# New club .... Bentley Motorhomes Owners Club.. first rally



## alitone (Jun 17, 2009)

Just a quick report to announce that "Bentley Motorhome Owners Club" held a FIRST Rally Meeting on the 18th to 21st November at Rivendale Campsite in Derbyshire. The meeting was attended by 15 owners out of the current Club membership and this was a good turn out considering the time of year and first Rally where the Committee and Chair was voted in.

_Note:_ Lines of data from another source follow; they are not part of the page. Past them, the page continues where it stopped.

//! Envelope routing: resolve destinations, enforce send authorization, and
//! terminalize channel deliveries.
//!
//! Channel delivery outcomes are terminal either way (at-most-once): success
//! stamps the platform message id, failure records the post-mortem. Agent
//! destinations are persisted and signalled to the executor; the router
//! never terminalizes those.

use hb_domain::envelope::Envelope;
use hb_domain::time::now_ms;
use hb_domain::{Address, Error, Result};

use crate::runtime::bridge;
use crate::state::AppState;

/// Persist a new envelope and dispatch it when due. Future `deliver_at`
/// envelopes just re-aim the scheduler.
pub async fn submit(state: &AppState, envelope: Envelope) -> Result<()> {
    authorize_send(state, &envelope)?;
    state.store.insert_envelope(&envelope)?;
    tracing::debug!(
        envelope_id = %envelope.id,
        from = %envelope.from,
        to = %envelope.to,
        "envelope accepted"
    );

    let now = now_ms();
    if envelope.deliver_at.is_some_and(|at| at > now) {
        state.scheduler.notify_one();
        return Ok(());
    }
    dispatch_due(state, envelope).await
}

/// Dispatch an envelope that is due now.
pub async fn dispatch_due(state: &AppState, envelope: Envelope) -> Result<()> {
    match &envelope.to {
        Address::Agent(name) => {
            crate::runtime::executor::signal(state, name);
            Ok(())
        }
        Address::Channel { .. } => {
            deliver_channel(state, envelope).await;
            Ok(())
        }
    }
}

/// A channel send from an agent requires a binding of the destination's
/// adapter type. Checked before the envelope is accepted.
fn authorize_send(state: &AppState, envelope: &Envelope) -> Result<()> {
    let (Some(sender), Address::Channel { adapter_type, .. }) =
        (envelope.from.agent_name(), &envelope.to)
    else {
        return Ok(());
    };
    if state.store.agent_has_binding(sender, adapter_type)? {
        Ok(())
    } else {
        Err(Error::PermissionDenied(format!(
            "agent '{sender}' has no {adapter_type} binding"
        )))
    }
}

/// Deliver a channel-destined envelope through the bridge and terminalize
/// it. Failures are recorded on the envelope and are not retried.
pub async fn deliver_channel(state: &AppState, envelope: Envelope) {
    let result = bridge::dispatch_outbound(state, &envelope).await;
    let now = now_ms();
    let outcome = match result {
        Ok(platform_message_id) => state
            .store
            .complete_channel_delivery(&envelope.id, platform_message_id.as_deref()),
        Err(err) => {
            tracing::warn!(
                envelope_id = %envelope.id,
                to = %envelope.to,
                error = %err,
                "channel delivery failed, terminalizing"
            );
            state
                .store
                .record_delivery_failure(&envelope.id, now, err.kind(), &err.to_string())
        }
    };
    if let Err(store_err) = outcome {
        tracing::error!(envelope_id = %envelope.id, error = %store_err, "failed to terminalize envelope");
    }
    // A completed cron materialization re-arms its schedule.
    if envelope.cron_schedule_id().is_some() {
        state.materializer.notify_one();
    }
}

The weather was misty and foggy all weekend however attendees still had a great time and managed to consume the fine Barbaqued burgers, salad and chicken and other selection provided by our hosts Bentley Motorhomes Ltd, supported by Peak Leisure . Thanks to Richard Bentley for being chef on the day and then beating all the customers at pool in the clubhouse later. 

For information about joining the NEW Bentley Motorhome Owners Club please contact me via this site and I will send details.


----------



## Techno100 (May 8, 2010)

Did anyone manage to wash up in their teeny weeny kitchen sinks (Oulton) :lol:


----------



## alitone (Jun 17, 2009)

*Did anyone manage to wash up !!*



Techno100 said:


> Did anyone manage to wash up in their teeny weeny kitchen sinks (Oulton) :lol:


Anyone who puts LOL in a comment is recognised as bit of a "-ick head" techno100... you must have a big sink then..... to match your mouth.


----------



## Techno100 (May 8, 2010)

oooooohh touchy


----------



## Techno100 (May 8, 2010)

Mmm an interesting thank to note :roll:


----------



## 98452 (Apr 2, 2006)

*Re: Did anyone manage to wash up !!*

Anyone who puts LOL in a comment is recognised as bit of a "-ick head" techno100... you must have a big sink then..... to match your mouth.[/quote]

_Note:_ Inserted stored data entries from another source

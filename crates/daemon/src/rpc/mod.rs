//! Length-framed JSON-RPC 2.0 over a local unix stream socket.
//!
//! Frame format: 4-byte big-endian payload length, then the JSON payload.
//! A connection carries any number of request/response frames in sequence.

pub mod auth;
pub mod handlers;
pub mod proto;

use std::path::Path;

use serde_json::Value;
use tokio::io::{AsyncReadExt, AsyncWriteExt};
use tokio::net::{UnixListener, UnixStream};

use crate::state::AppState;

/// Cap on a single frame; anything larger is a protocol violation.
const MAX_FRAME_BYTES: usize = 10 * 1024 * 1024;

/// Bind the socket (replacing any stale file) and serve until shutdown.
pub fn spawn(state: AppState, socket_path: &Path) -> anyhow::Result<tokio::task::JoinHandle<()>> {
    if socket_path.exists() {
        std::fs::remove_file(socket_path)?;
    }
    if let Some(parent) = socket_path.parent() {
        std::fs::create_dir_all(parent)?;
    }
    let listener = UnixListener::bind(socket_path)?;
    tracing::info!(path = %socket_path.display(), "RPC server listening");

    Ok(tokio::spawn(async move {
        loop {
            tokio::select! {
                accepted = listener.accept() => {
                    match accepted {
                        Ok((stream, _addr)) => {
                            let conn_state = state.clone();
                            tokio::spawn(async move {
                                handle_connection(conn_state, stream).await;
                            });
                        }
                        Err(e) => {
                            tracing::warn!(error = %e, "failed to accept RPC connection");
                        }
                    }
                }
                () = state.shutdown.cancelled() => {
                    tracing::info!("RPC server stopped");
                    return;
                }
            }
        }
    }))
}

async fn handle_connection(state: AppState, stream: UnixStream) {
    let (mut reader, mut writer) = stream.into_split();
    loop {
        let payload = tokio::select! {
            frame = read_frame(&mut reader) => match frame {
                Ok(Some(payload)) => payload,
                Ok(None) => return,          // clean EOF
                Err(_) => return,            // framing violation or I/O error
            },
            () = state.shutdown.cancelled() => return,
        };

        let response = handle_payload(&state, &payload).await;
        let Ok(bytes) = serde_json::to_vec(&response) else {
            return;
        };
        if write_frame(&mut writer, &bytes).await.is_err() {
            return;
        }
    }
}

async fn read_frame(
    reader: &mut (impl AsyncReadExt + Unpin),
) -> std::io::Result<Option<Vec<u8>>> {
    let mut len_buf = [0u8; 4];
    match reader.read_exact(&mut len_buf).await {
        Ok(_) => {}
        Err(e) if e.kind() == std::io::ErrorKind::UnexpectedEof => return Ok(None),
        Err(e) => return Err(e),
    }
    let len = u32::from_be_bytes(len_buf) as usize;
    if len > MAX_FRAME_BYTES {
        return Err(std::io::Error::other("frame exceeds maximum size"));
    }
    let mut payload = vec![0u8; len];
    reader.read_exact(&mut payload).await?;
    Ok(Some(payload))
}

async fn write_frame(
    writer: &mut (impl AsyncWriteExt + Unpin),
    payload: &[u8],
) -> std::io::Result<()> {
    let len = payload.len() as u32;
    writer.write_all(&len.to_be_bytes()).await?;
    writer.write_all(payload).await?;
    writer.flush().await
}

async fn handle_payload(state: &AppState, payload: &[u8]) -> proto::Response {
    let request: proto::Request = match serde_json::from_slice(payload) {
        Ok(request) => request,
        Err(e) => {
            return proto::Response::err(
                Value::Null,
                proto::RpcError::protocol(proto::PARSE_ERROR, format!("bad JSON: {e}")),
            )
        }
    };
    if request.method.is_empty() {
        return proto::Response::err(
            request.id,
            proto::RpcError::protocol(proto::INVALID_REQUEST, "missing method"),
        );
    }

    match handlers::dispatch(state, &request.method, &request.params).await {
        Ok(result) => proto::Response::ok(request.id, result),
        Err(err) => {
            let rpc_err = match err {
                hb_domain::Error::NotFound(ref what) if what.starts_with("method ") => {
                    proto::RpcError::protocol(proto::METHOD_NOT_FOUND, err.to_string())
                }
                ref err => proto::to_rpc_error(err),
            };
            proto::Response::err(request.id, rpc_err)
        }
    }
}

Friendly bunch then this New Bentley owners club 8O LOL :?


----------



## bognormike (May 10, 2005)

*Re: Did anyone manage to wash up !!*



alitone said:


> Techno100 said:
> 
> 
> > Did anyone manage to wash up in their teeny weeny kitchen sinks (Oulton) :lol:
> ...


Mods note

can I ask members to be civil to each other?

8O

Mike 
mods team


----------



## nicholsong (May 26, 2009)

AND

Has anyone seen a MH based on a Bentley? 

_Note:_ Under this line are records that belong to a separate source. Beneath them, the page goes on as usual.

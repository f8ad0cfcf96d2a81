//! Agent-facing turn input rendering.
//!
//! The format is plain text with stable kebab-case keys: a header block
//! (`now:`, `pending-envelopes:`), then one block per envelope. Consecutive
//! group-chat envelopes sharing the same `from:` collapse into a single
//! block with one `message:` line each.

use chrono_tz::Tz;
use uuid::Uuid;

use hb_domain::envelope::{meta, Envelope};
use hb_domain::id::short_id;
use hb_domain::time::{to_local_iso, TimestampMs};
use hb_domain::Address;

/// Looks up quoted text for a reply pointer. Returns the replied-to
/// envelope's text when known.
pub type QuoteLookup<'a> = &'a dyn Fn(&Uuid) -> Option<String>;

fn sender_label(envelope: &Envelope) -> Option<String> {
    let name = envelope
        .meta_str(meta::SENDER_DISPLAY_NAME)
        .or_else(|| envelope.meta_str(meta::SENDER_USERNAME))
        .or_else(|| envelope.meta_str(meta::SENDER_ID))?;
    Some(if envelope.from_boss {
        format!("{name} [boss]")
    } else {
        name.to_string()
    })
}

/// A groupable envelope carries nothing but text from a channel: no
/// schedule fields, no reply pointer, no attachments.
fn groupable(envelope: &Envelope) -> bool {
    matches!(envelope.from, Address::Channel { .. })
        && envelope.deliver_at.is_none()
        && envelope.cron_schedule_id().is_none()
        && envelope.reply_to().is_none()
        && envelope.content.attachments.is_empty()
}

fn push_single_block(out: &mut String, envelope: &Envelope, tz: Tz, quotes: QuoteLookup<'_>) {
    out.push_str(&format!("envelope-id: {}\n", short_id(&envelope.id)));
    out.push_str(&format!("from: {}\n", envelope.from));
    out.push_str(&format!("to: {}\n", envelope.to));
    if let Some(sender) = sender_label(envelope) {
        out.push_str(&format!("sender: {sender}\n"));
    }
    out.push_str(&format!(
        "created-at: {}\n",
        to_local_iso(envelope.created_at, tz)
    ));
    if let Some(deliver_at) = envelope.deliver_at {
        out.push_str(&format!("deliver-at: {}\n", to_local_iso(deliver_at, tz)));
    }
    if let Some(cron_id) = envelope.cron_schedule_id() {
        out.push_str(&format!("cron-id: {}\n", short_id(&cron_id)));
    }
    if let Some(reply_to) = envelope.reply_to() {
        out.push_str(&format!("in-reply-to: {}\n", short_id(&reply_to)));
        if let Some(quoted) = quotes(&reply_to) {
            out.push_str(&format!("quoted: {}\n", quoted.replace('\n', " ")));
        }
    }
    if let Some(text) = envelope.content.text.as_deref() {
        out.push_str(&format!("message: {text}\n"));
    }
    if !envelope.content.attachments.is_empty() {
        let sources: Vec<&str> = envelope
            .content
            .attachments
            .iter()
            .map(|a| a.source.as_str())
            .collect();
        out.push_str(&format!("attachments: {}\n", sources.join(", ")));
    }
}

fn push_group_block(out: &mut String, group: &[&Envelope], tz: Tz) {
    let first = group[0];
    out.push_str(&format!("from: {}\n", first.from));
    out.push_str(&format!("to: {}\n", first.to));
    out.push_str(&format!(
        "created-at: {}\n",
        to_local_iso(first.created_at, tz)
    ));
    for envelope in group {
        let text = envelope.content.text.as_deref().unwrap_or("");
        match sender_label(envelope) {
            Some(sender) => out.push_str(&format!("message: {sender}: {text}\n")),
            None => out.push_str(&format!("message: {text}\n")),
        }
    }
}

/// Render the full turn input for a batch of envelopes.
pub fn render(
    envelopes: &[Envelope],
    now: TimestampMs,
    tz: Tz,
    quotes: QuoteLookup<'_>,
) -> String {
    let mut out = String::new();
    out.push_str(&format!("now: {}\n", to_local_iso(now, tz)));
    out.push_str(&format!("pending-envelopes: {}\n", envelopes.len()));

    let mut i = 0;
    while i < envelopes.len() {
        out.push('\n');
        let envelope = &envelopes[i];
        if groupable(envelope) {
            // Extend the group with consecutive groupable same-`from`.
            let mut group: Vec<&Envelope> = vec![envelope];
            let mut j = i + 1;
            while j < envelopes.len()
                && groupable(&envelopes[j])
                && envelopes[j].from == envelope.from
            {
                group.push(&envelopes[j]);
                j += 1;
            }
            if group.len() > 1 {
                push_group_block(&mut out, &group, tz);
                i = j;
                continue;
            }
        }
        push_single_block(&mut out, envelope, tz, quotes);
        i += 1;
    }
    out
}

If not, what has the OP's post got in connection with MHF?

Geoff


----------



## bognormike (May 10, 2005)

:lol: :lol:

Geoff - see this

http://www.bentleymotorhomes.co.uk/

started up by some of the guys who formed Autocruise


----------



## Techno100 (May 8, 2010)

No LOLing! Mike 
When we first saw the Oulton we would have bought it there and then if we'd had £63k at our disposal at that time. However we found that the sink which is smaller than this picture would relate was our main gripe and other shortcomings were found in reviews but I believe all have been taken onboard and resolved. However since then we have set our hearts on a Burstner Ixeo 726G


----------



## greenasthegrass (Oct 27, 2007)

I had posted the thanks in error and asked if it could be removed apparently not! So you can note that as well!

Greenie


----------



## Techno100 (May 8, 2010)

I've not achieved that yet but I can appreciate how easy it could be.


----------



## cabby (May 14, 2005)

there was a bentley at our autocruisers club rally earlier this year.
I did wonder why they made them slimmer than usual, anybody know the reason.
It is virtually a family firm, with father and son and others who started the autocruise brand.I do wish them good luck with their venture and hope it does not have a repeat of history.
My opinion is that they are rather oldfashioned in layout, but this suits a section of the public.
My history with autocruise was not a good one though.   

cabby


----------



## cobaltangel (Dec 13, 2011)

*Friendly club*

Yes we are a friendly club actually, nice people, nice vans, best manufacturers, & yes the directors where the manufacturers of the original Autocruise vans of which my late husband & I owned a few but when I was looking to downsize my van after my husbands death there was no way I would have bought another one knowing who they were being built by now. So Having heard that the same team were now building Bentley Motorhomes I went again to look at the best build quality on the market. 
I own a Bentley Cobalt which is great, I can even wash up in the kitchen sink with no problems!!! I can sleep at night in a comfortable bed & shower in the luxury of my own van when I wake in the morning, I can also put my feet up In the afternoon on the day bed, what more does anyone want.
I enjoy my van so much I decided to start the Bentley Motorhome Club for nice friendly people who enjoy the same pleasures in life that I've grown to expect.
Buy a Bentley & come & join us.
Thank you Alitone for the rally report. I know who you are. [/b]


----------



## cabby (May 14, 2005)

I have to admit that I thought they were over priced, it was the oulton that I tried to figure out from the blurb, have been on the website to look again and there are no photos of the bathroom that I could find for this model.
It looks as if there are new ideas coming through now with feedback from owners and possible buyers saying what they are looking for throught the industry.must say about time.LOL. :lol: :lol: :lol: 

we had the Autocruise Mustang and an Autocruise stardream.but they are another story.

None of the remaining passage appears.